Documentation Rules#
Overview#
All code must be documented and we follow the style conventions described here:
Referring to other code#
To link to methods, classes, or modules in your repo you have to use backticks, for example:
`swxsoc_reach.io.read_file()`
generates a link like this: swxsoc_reach.io.read_file().
Links can also be generated to external packages via intersphinx:
`numpy.mean`
will return this link: numpy.mean.
This works for Python, Numpy and Astropy (full list is in docs/conf.py).
With Sphinx, if you use :func: or :meth:, it will add closing brackets to the link.
If you get the wrong pre-qualifier, it will break the link, so we suggest that you double check if what you are linking is a method or a function.
:class:`numpy.mean()`
:meth:`numpy.mean()`
:func:`numpy.mean()`
will return two broken links (“class” and “meth”) but “func” will work.
Project-specific Rules#
For all RST files, we enforce a one sentence per line rule and ignore the line length.
Sphinx#
All of the documentation (like this page) is built by Sphinx, which is a tool especially well-suited for documenting Python projects. Sphinx works by parsing files written using a a Mediawiki-like syntax called reStructuredText. It can also parse markdown files. In addition to parsing static files of reStructuredText, Sphinx can also be told to parse code comments. In fact, in addition to what you are reading right now, the Python documentation was also created using Sphinx.
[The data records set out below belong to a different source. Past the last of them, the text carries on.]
//! pageproof CLI library.
//!
//! Thin glue around the kernel crates: configuration layering,
//! scenario/site file loading, and result presentation. The engine
//! itself lives in the workspace crates and knows nothing about files,
//! flags, or exit codes.

pub mod config;
pub mod scenario_file;
pub mod summary;

pub use browser_session::{Browser, ScriptedBrowser, Session, SiteModel};
pub use pageproof_core_types::{
    EngineConfig, Locator, Scenario, ScenarioResult, Step, StepResult, StepStatus,
};
pub use scenario_flow::{ArtifactSink, FsArtifactSink, ScenarioRunner};
//! Instantaneous document snapshot model.
//!
//! A `DomSnapshot` is what the session hands the resolver: a flat,
//! read-only view of the current document. Element handles are only
//! valid for the snapshot sequence they were taken from; a session
//! rejects handles from before a navigation.

use serde::{Deserialize, Serialize};
use std::collections::HashMap;

/// One element in a document snapshot.
#[derive(Debug, Clone, PartialEq, Eq, Serialize, Deserialize)]
pub struct ElementNode {
    /// Stable id within one snapshot, in DOM order.
    pub node_id: u32,

    /// Lowercase tag name.
    pub tag: String,

    /// `id` attribute, if present.
    #[serde(default, skip_serializing_if = "Option::is_none")]
    pub id: Option<String>,

    /// Class list.
    #[serde(default, skip_serializing_if = "Vec::is_empty")]
    pub classes: Vec<String>,

    /// Remaining attributes (name, type, href, ...).
    #[serde(default, skip_serializing_if = "HashMap::is_empty")]
    pub attrs: HashMap<String, String>,

    /// ARIA role (explicit or implicit).
    #[serde(default, skip_serializing_if = "Option::is_none")]
    pub role: Option<String>,

    /// Accessible name.
    #[serde(default, skip_serializing_if = "Option::is_none")]
    pub name: Option<String>,

    /// Associated label text (for form controls).
    #[serde(default, skip_serializing_if = "Option::is_none")]
    pub label: Option<String>,

    /// Visible text content.
    #[serde(default)]
    pub text: String,

    #[serde(default = "default_true")]
    pub visible: bool,

    #[serde(default = "default_true")]
    pub enabled: bool,
}

fn default_true() -> bool {
    true
}

impl ElementNode {
    pub fn new(node_id: u32, tag: impl Into<String>) -> Self {
        Self {
            node_id,
            tag: tag.into(),
            id: None,
            classes: Vec::new(),
            attrs: HashMap::new(),
            role: None,
            name: None,
            label: None,
            text: String::new(),
            visible: true,
            enabled: true,
        }
    }

    /// Short description for diagnostics, e.g. `button#submit "Login"`.
    pub fn describe(&self) -> String {
        let mut out = self.tag.clone();
        if let Some(id) = &self.id {
            out.push('#');
            out.push_str(id);
        }
        let text = self.text.trim();
        if !text.is_empty() {
            out.push_str(&format!(" {:?}", text));
        } else if let Some(name) = &self.name {
            out.push_str(&format!(" {:?}", name));
        }
        if !self.visible {
            out.push_str(" (hidden)");
        }
        out
    }
}

/// Instantaneous, read-only view of the current document.
#[derive(Debug, Clone, PartialEq, Eq, Serialize, Deserialize)]
pub struct DomSnapshot {
    /// Monotonic sequence number; bumped on every navigation.
    pub seq: u64,

    pub url: String,

    pub title: String,

    /// Whether the document has finished loading.
    pub ready: bool,

    /// Elements in DOM order.
    pub nodes: Vec<ElementNode>,
}

impl DomSnapshot {
    pub fn node(&self, handle: &ElementHandle) -> Option<&ElementNode> {
        if handle.snapshot_seq != self.seq {
            return None;
        }
        self.nodes.iter().find(|n| n.node_id == handle.node_id)
    }

    pub fn handle_for(&self, node: &ElementNode) -> ElementHandle {
        ElementHandle {
            node_id: node.node_id,
            snapshot_seq: self.seq,
        }
    }
}

/// Reference to an element within one specific snapshot.
///
/// Handles become stale as soon as the session navigates; the session
/// reports a stale handle as an action-level failure rather than
/// silently acting on the wrong document.
#[derive(Debug, Clone, Copy, PartialEq, Eq, Hash, Serialize, Deserialize)]
pub struct ElementHandle {
    pub node_id: u32,
    pub snapshot_seq: u64,
}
Usage and Building the documentation#
All of the documentation is contained in the “docs” folder and code documentation strings. Sphinx builds documentation iteratively, only adding things that have changed. For more information on how to use Sphinx, consult the Sphinx documentation.
HTML#
To build the html documentation locally use the following command, in the docs directory run:
$ make html
If you use conda and have multiple Sphinx installations (for example Homebrew and a conda environment), build docs from the project environment so the correct Sphinx is used:
$ conda run -n reach make -C docs html
Or activate the environment first and then run make html from docs/.
This will generate HTML documentation in the “docs/_build/html” directory. You can open the “index.html” file to browse the final product.
Rebuilding from scratch#
Sphinx builds incrementally, so a full rebuild is rarely needed. If you encounter stale output or unexplained errors, wipe all generated files and rebuild in one step:
$ conda run -n reach make -C docs clean html
Or, if the environment is already active, from the docs/ directory:
$ make clean html
This deletes _build/ and the _autosummary/ directory before regenerating everything from source.
Sphinx can also build documentation as a PDF but this requires latex to be installed.